Sartaj further added “We can only bring the Taliban on the table using our influence, but ultimately Afghanistan has to talk with them. They (Afghan government) should strengthen their position on ground and secondly they should offer them (Taliban) something which they cannot gain on battlefield and lastly, the process should be consistent.”
This is not the first time Sartaj has admitted regarding Pakistan’s influence on Afghan militant groups including the Taliban group.
Earlier, Sartaj said the Pakistani government could use certain leverages to encourage the Taliban group to participate in direct peace talks with the Afghan government, including some facilities the Taliban leadership uses in Pakistan such hospitals.
In an interview with the state-owned PTV, Mr Sartaj however said “Most of the groups fighting in Afghanistan are fighting from within but the perception persists that Pakistan should take action against them.”

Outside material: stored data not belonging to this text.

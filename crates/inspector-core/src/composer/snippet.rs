//! Plugin context snippets.

use std::fmt;
use std::future::Future;
use std::sync::Arc;

use async_trait::async_trait;
use futures::future::{BoxFuture, FutureExt};

/// Asynchronous source of snippet text.
///
/// Producers run when a prompt is composed, never earlier, and their output
/// is awaited before it is embedded.
#[async_trait]
pub trait SnippetProducer: Send + Sync {
    async fn produce(&self) -> String;
}

type BoxedProducerFn = Box<dyn Fn() -> BoxFuture<'static, String> + Send + Sync>;

struct FnProducer(BoxedProducerFn);

#[async_trait]
impl SnippetProducer for FnProducer {
    async fn produce(&self) -> String {
        (self.0)().await
    }
}

/// Content of a snippet.
#[derive(Clone)]
pub enum SnippetContent {
    /// Literal text.
    Text(String),
    /// Called synchronously at composition time.
    Computed(Arc<dyn Fn() -> String + Send + Sync>),
    /// Awaited at composition time.
    Deferred(Arc<dyn SnippetProducer>),
}

impl SnippetContent {
    pub fn text(text: impl Into<String>) -> Self {
        Self::Text(text.into())
    }

    pub fn computed<F>(f: F) -> Self
    where
        F: Fn() -> String + Send + Sync + 'static,
    {
        Self::Computed(Arc::new(f))
    }

    /// Wraps an async closure.
    pub fn deferred<F, Fut>(f: F) -> Self
    where
        F: Fn() -> Fut + Send + Sync + 'static,
        Fut: Future<Output = String> + Send + 'static,
    {
        Self::Deferred(Arc::new(FnProducer(Box::new(move || f().boxed()))))
    }

    pub fn producer(producer: Arc<dyn SnippetProducer>) -> Self {
        Self::Deferred(producer)
    }

    /// Produces the final text.
    pub async fn resolve(&self) -> String {
        match self {
            Self::Text(text) => text.clone(),
            Self::Computed(f) => (f.as_ref())(),
            Self::Deferred(producer) => producer.produce().await,
        }
    }
}

impl fmt::Debug for SnippetContent {
    fn fmt(&self, f: &mut fmt::Formatter<'_>) -> fmt::Result {
        match self {
            Self::Text(text) => f.debug_tuple("Text").field(text).finish(),
            Self::Computed(_) => f.write_str("Computed(..)"),
            Self::Deferred(_) => f.write_str("Deferred(..)"),
        }
    }
}

impl From<String> for SnippetContent {
    fn from(text: String) -> Self {
        Self::Text(text)
    }
}

impl From<&str> for SnippetContent {
    fn from(text: &str) -> Self {
        Self::Text(text.to_string())
    }
}

/// One named piece of plugin context.
#[derive(Debug, Clone)]
pub struct ContextSnippet {
    /// Element name in XML output, heading in Markdown output.
    pub name: String,
    pub content: SnippetContent,
}

impl ContextSnippet {
    pub fn new(name: impl Into<String>, content: impl Into<SnippetContent>) -> Self {
        Self {
            name: name.into(),
            content: content.into(),
        }
    }
}

/// Snippets contributed by one plugin, in declaration order.
#[derive(Debug, Clone)]
pub struct PluginContext {
    pub plugin_name: String,
    pub snippets: Vec<ContextSnippet>,
}

impl PluginContext {
    pub fn new(plugin_name: impl Into<String>) -> Self {
        Self {
            plugin_name: plugin_name.into(),
            snippets: Vec::new(),
        }
    }

    pub fn with_snippet(mut self, snippet: ContextSnippet) -> Self {
        self.snippets.push(snippet);
        self
    }

    pub fn snippet(self, name: impl Into<String>, content: impl Into<SnippetContent>) -> Self {
        self.with_snippet(ContextSnippet::new(name, content))
    }
}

He also claimed credit for the formation of the Quadrilateral Coordination Group and said Pakistan had succeeded in forming the Quadrilateral Coordination Group at the last Heart of Asia Conference and the group formed a good mechanism.
“Our viewpoint was that you (Nato and Isaf) have been fighting for the last 15 years but could not bring peace, now dialogue is the only option for if Taliban cannot occupy Afghanistan they can continue this fight for years.”
This comes as the Afghan officials have long been criticizing Pakistan for allowing the Afghan anti-government armed militant groups including the Taliban and Haqqani terrorist network to use its soil to plan and coordinate attacks in Afghanistan.
The Afghan officials insist that the Taliban group and Haqqani network leaderships are based in Quetta and Peshawar cities of Pakistan as they enjoy the facilities provided by certain elements in Pakistan to use the sanctuaries provided to act openly and coordinate attacks in Afghanistan.